Thirty-six pieced blocks, each with a center square of dark blue printed cotton and three appliquéd leaves at each corner create a unique pattern. The central focus is the 9 ¾-inch-block with the inked drawing and inscription. The quilt is framed by a 6-inch border and is quilted at 10 stitches per inch. As no information was included with the quilt, it is difficult to know who made the quilt and the significance of the date.
Lizzie Lisle appliquéd this red and white quilt in about 1870, probably in Cadiz, Iowa before her marriage. Sixteen 14¾ -inch blocks are appliquéd with red conventionalized flowers and four spade-shaped leaves. Each flower has cut-outs forming a cross, revealing the white ground beneath. The center is framed by a 2-inch red band. An 11-inch white border is embellished with a traditional appliqué pattern of swags, bows, and tassels.
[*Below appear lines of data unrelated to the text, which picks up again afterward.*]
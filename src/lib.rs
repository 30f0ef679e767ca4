//! Support vector classification trained with Sequential Minimal Optimization
//!
//! Based on "Improvements to Platt's SMO Algorithm for SVM Classifier Design"
//! by Keerthi, Shevade, Bhattacharyya and Murthy. Multiclass problems are
//! decomposed into one machine per pair of classes.

pub mod api;
pub mod cache;
pub mod core;
pub mod data;
pub mod kernel;
pub mod optimizer;
pub mod persistence;
pub mod solver;
pub mod utils;

// Re-export main types for convenience
pub use crate::api::{EvaluationMetrics, ModelInfo, TrainedModel, SMO};
pub use crate::cache::{CacheStats, KernelCache};
pub use crate::core::traits::*;
pub use crate::core::types::*;
pub use crate::core::{Result, SVMError};
pub use crate::data::{CSVReader, Instances, LibSVMReader};
pub use crate::kernel::{Kernel, KernelFunction, LinearKernel, PolynomialKernel};
pub use crate::optimizer::MulticlassSMO;
pub use crate::persistence::SerializableModel;
pub use crate::solver::{BinarySMO, IndexSet, SolverState};

// Version info
pub const VERSION: &str = env!("CARGO_PKG_VERSION");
This quilt was referred to in a 1949 Woman’s Day magazine as a “Lincoln Drape” quilt. In the period from 1865 to 1875, a popular swag pattern known as “Lincoln Drape” was used to commemorate the death of Abraham Lincoln and can be found on other decorative items such as glassware. The whole piece is quilted 11 to 12 stitches per inch, with diagonal grid and triple diagonal line patterns.
Elizabeth (Lizzie) Lisle, born in Ohio in 1836, was the daughter of John Lisle (1803-1890s) and Elizabeth Johnston (1811-1889). Members of the extended Lisle family were early settlers in Jefferson and Harrison Counties in Ohio, but many also moved westward and settled in Iowa. It was in Jasper County, Iowa, on February 11, 1886, that Lizzie married Eden Randall. Eden was born in Delaware County, Ohio, about 1840 and served in the Civil War (Co. G, 3rd Iowa Volunteer Infantry).
Mustered in June 8, 1861, Eden was taken prisoner on April 6, 1862, in Shiloh, Tennessee. In January 1863 he was part of a prisoner exchange and rejoined his company, only to be severely wounded in the face and mouth on June 12, 1863, at Vicksburg, Tennessee. He recovered in a hospital in Keokuk, Iowa. Elizabeth and Eden had no children. Lizzie is buried in Fairview Township, Jasper County, Iowa. Her grandniece generously donated two of Lizzie Lisle's quilts to the Smithsonian in 1949.